Exercise requirements: In the listing below, the answer starts at the line that has "fn init_logging(config: &AppConfig)" and stops after the line that has "let app = bootstrap::bootstrap_with_config(config).await?;"; please repeat that part exactly and nothing more.

=== Section Start ===

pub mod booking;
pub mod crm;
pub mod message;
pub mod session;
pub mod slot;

=== Section End ===
=== Section Start ===

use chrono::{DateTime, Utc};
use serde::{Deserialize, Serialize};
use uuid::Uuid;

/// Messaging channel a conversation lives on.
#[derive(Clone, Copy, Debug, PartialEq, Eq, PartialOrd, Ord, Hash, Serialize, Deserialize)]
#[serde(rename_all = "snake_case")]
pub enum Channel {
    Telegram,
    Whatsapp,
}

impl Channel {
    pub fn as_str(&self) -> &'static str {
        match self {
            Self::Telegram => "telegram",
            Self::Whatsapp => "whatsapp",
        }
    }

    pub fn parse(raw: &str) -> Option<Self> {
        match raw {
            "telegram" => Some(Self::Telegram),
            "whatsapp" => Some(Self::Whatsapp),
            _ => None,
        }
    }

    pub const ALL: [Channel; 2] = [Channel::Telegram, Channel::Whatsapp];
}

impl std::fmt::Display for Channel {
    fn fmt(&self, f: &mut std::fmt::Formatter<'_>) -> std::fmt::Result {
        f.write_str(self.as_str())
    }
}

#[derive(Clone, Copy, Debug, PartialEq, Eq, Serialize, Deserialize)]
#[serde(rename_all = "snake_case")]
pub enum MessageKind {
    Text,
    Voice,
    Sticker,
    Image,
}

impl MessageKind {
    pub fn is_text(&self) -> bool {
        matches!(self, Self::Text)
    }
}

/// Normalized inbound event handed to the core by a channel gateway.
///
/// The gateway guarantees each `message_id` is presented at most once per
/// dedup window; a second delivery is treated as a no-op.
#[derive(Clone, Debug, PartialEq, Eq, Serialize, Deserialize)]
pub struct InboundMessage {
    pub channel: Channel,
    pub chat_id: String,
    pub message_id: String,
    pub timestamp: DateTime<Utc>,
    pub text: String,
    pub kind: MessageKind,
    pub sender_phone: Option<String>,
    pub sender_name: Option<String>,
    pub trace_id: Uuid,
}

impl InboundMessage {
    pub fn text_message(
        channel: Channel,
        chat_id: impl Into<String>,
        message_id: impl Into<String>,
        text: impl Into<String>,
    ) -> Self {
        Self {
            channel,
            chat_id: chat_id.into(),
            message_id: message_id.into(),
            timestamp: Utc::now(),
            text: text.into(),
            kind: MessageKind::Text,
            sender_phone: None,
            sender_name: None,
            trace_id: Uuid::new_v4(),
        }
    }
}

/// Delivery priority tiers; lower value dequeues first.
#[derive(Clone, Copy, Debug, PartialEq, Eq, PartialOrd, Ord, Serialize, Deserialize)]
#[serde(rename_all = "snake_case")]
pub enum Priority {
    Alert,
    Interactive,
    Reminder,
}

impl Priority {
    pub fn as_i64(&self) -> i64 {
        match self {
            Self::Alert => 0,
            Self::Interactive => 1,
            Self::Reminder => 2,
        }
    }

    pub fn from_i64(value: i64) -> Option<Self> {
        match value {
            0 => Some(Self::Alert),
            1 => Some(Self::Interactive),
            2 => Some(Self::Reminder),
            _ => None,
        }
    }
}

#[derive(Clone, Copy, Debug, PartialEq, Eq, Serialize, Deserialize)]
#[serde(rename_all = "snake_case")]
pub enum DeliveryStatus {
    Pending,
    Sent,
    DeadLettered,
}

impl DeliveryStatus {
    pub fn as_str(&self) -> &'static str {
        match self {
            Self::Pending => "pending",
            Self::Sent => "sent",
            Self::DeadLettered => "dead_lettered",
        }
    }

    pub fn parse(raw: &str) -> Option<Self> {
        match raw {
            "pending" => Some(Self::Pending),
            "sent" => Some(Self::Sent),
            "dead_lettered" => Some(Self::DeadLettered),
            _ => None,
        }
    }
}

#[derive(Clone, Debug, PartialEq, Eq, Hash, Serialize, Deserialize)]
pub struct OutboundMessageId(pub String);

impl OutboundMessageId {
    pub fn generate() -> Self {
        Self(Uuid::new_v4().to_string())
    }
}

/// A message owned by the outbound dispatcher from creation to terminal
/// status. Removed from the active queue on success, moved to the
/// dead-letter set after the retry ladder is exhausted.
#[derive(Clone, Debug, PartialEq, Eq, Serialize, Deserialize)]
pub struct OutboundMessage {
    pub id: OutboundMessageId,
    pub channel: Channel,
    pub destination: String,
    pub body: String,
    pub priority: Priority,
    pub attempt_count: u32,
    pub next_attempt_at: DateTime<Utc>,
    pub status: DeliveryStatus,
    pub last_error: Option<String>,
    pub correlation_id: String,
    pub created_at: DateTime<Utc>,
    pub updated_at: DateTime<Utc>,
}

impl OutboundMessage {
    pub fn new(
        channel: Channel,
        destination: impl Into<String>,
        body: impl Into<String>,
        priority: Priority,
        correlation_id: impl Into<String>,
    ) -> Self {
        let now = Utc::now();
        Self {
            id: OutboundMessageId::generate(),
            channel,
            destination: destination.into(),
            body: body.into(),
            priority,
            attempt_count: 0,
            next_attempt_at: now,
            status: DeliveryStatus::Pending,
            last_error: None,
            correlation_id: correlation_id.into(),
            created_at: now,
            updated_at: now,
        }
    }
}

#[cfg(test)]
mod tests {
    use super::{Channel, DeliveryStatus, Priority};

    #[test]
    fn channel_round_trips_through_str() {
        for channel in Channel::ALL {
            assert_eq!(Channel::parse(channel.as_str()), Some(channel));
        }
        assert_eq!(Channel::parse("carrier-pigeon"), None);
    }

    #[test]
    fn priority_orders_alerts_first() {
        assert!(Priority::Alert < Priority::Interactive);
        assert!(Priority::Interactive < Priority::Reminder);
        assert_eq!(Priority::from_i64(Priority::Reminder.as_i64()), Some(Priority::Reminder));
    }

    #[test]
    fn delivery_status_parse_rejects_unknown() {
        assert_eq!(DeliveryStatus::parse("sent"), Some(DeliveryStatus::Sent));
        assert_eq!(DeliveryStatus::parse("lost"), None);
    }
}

=== Section End ===
=== Section Start ===

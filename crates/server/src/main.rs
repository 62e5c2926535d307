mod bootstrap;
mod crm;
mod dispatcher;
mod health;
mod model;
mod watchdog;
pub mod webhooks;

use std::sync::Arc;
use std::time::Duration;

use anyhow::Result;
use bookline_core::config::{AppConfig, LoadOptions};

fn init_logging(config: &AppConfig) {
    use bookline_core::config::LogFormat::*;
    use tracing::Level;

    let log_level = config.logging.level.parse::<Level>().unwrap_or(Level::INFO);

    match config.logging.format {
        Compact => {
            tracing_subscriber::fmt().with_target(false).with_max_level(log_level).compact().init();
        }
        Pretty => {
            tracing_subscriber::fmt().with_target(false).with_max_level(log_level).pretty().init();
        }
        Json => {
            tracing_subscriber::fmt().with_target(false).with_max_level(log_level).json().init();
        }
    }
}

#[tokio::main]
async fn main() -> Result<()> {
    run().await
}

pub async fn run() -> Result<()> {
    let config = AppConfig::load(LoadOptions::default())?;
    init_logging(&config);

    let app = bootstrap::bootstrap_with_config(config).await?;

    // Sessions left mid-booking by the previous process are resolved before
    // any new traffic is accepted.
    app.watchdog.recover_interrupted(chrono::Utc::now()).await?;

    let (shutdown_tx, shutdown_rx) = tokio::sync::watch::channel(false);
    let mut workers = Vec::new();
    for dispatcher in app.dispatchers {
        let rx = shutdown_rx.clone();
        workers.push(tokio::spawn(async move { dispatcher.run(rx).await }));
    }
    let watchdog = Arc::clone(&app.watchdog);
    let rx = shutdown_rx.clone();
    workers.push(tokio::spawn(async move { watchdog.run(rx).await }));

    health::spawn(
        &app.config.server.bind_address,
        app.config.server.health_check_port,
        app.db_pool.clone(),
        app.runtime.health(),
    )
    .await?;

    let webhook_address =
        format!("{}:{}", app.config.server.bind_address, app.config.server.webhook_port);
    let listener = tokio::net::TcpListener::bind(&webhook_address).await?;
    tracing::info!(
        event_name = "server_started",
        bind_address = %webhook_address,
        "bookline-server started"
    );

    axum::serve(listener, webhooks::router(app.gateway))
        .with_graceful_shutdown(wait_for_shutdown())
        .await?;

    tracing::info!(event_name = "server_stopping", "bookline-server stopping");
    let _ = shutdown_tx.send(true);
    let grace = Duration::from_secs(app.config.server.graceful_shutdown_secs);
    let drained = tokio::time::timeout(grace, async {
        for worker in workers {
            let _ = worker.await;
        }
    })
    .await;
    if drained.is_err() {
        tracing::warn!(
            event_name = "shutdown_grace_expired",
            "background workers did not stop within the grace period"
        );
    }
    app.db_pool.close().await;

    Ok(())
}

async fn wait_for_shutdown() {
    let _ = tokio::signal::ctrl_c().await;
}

=== Section End ===

Solution:
fn init_logging(config: &AppConfig) {
    use bookline_core::config::LogFormat::*;
    use tracing::Level;

    let log_level = config.logging.level.parse::<Level>().unwrap_or(Level::INFO);

    match config.logging.format {
        Compact => {
            tracing_subscriber::fmt().with_target(false).with_max_level(log_level).compact().init();
        }
        Pretty => {
            tracing_subscriber::fmt().with_target(false).with_max_level(log_level).pretty().init();
        }
        Json => {
            tracing_subscriber::fmt().with_target(false).with_max_level(log_level).json().init();
        }
    }
}

#[tokio::main]
async fn main() -> Result<()> {
    run().await
}

pub async fn run() -> Result<()> {
    let config = AppConfig::load(LoadOptions::default())?;
    init_logging(&config);

    let app = bootstrap::bootstrap_with_config(config).await?;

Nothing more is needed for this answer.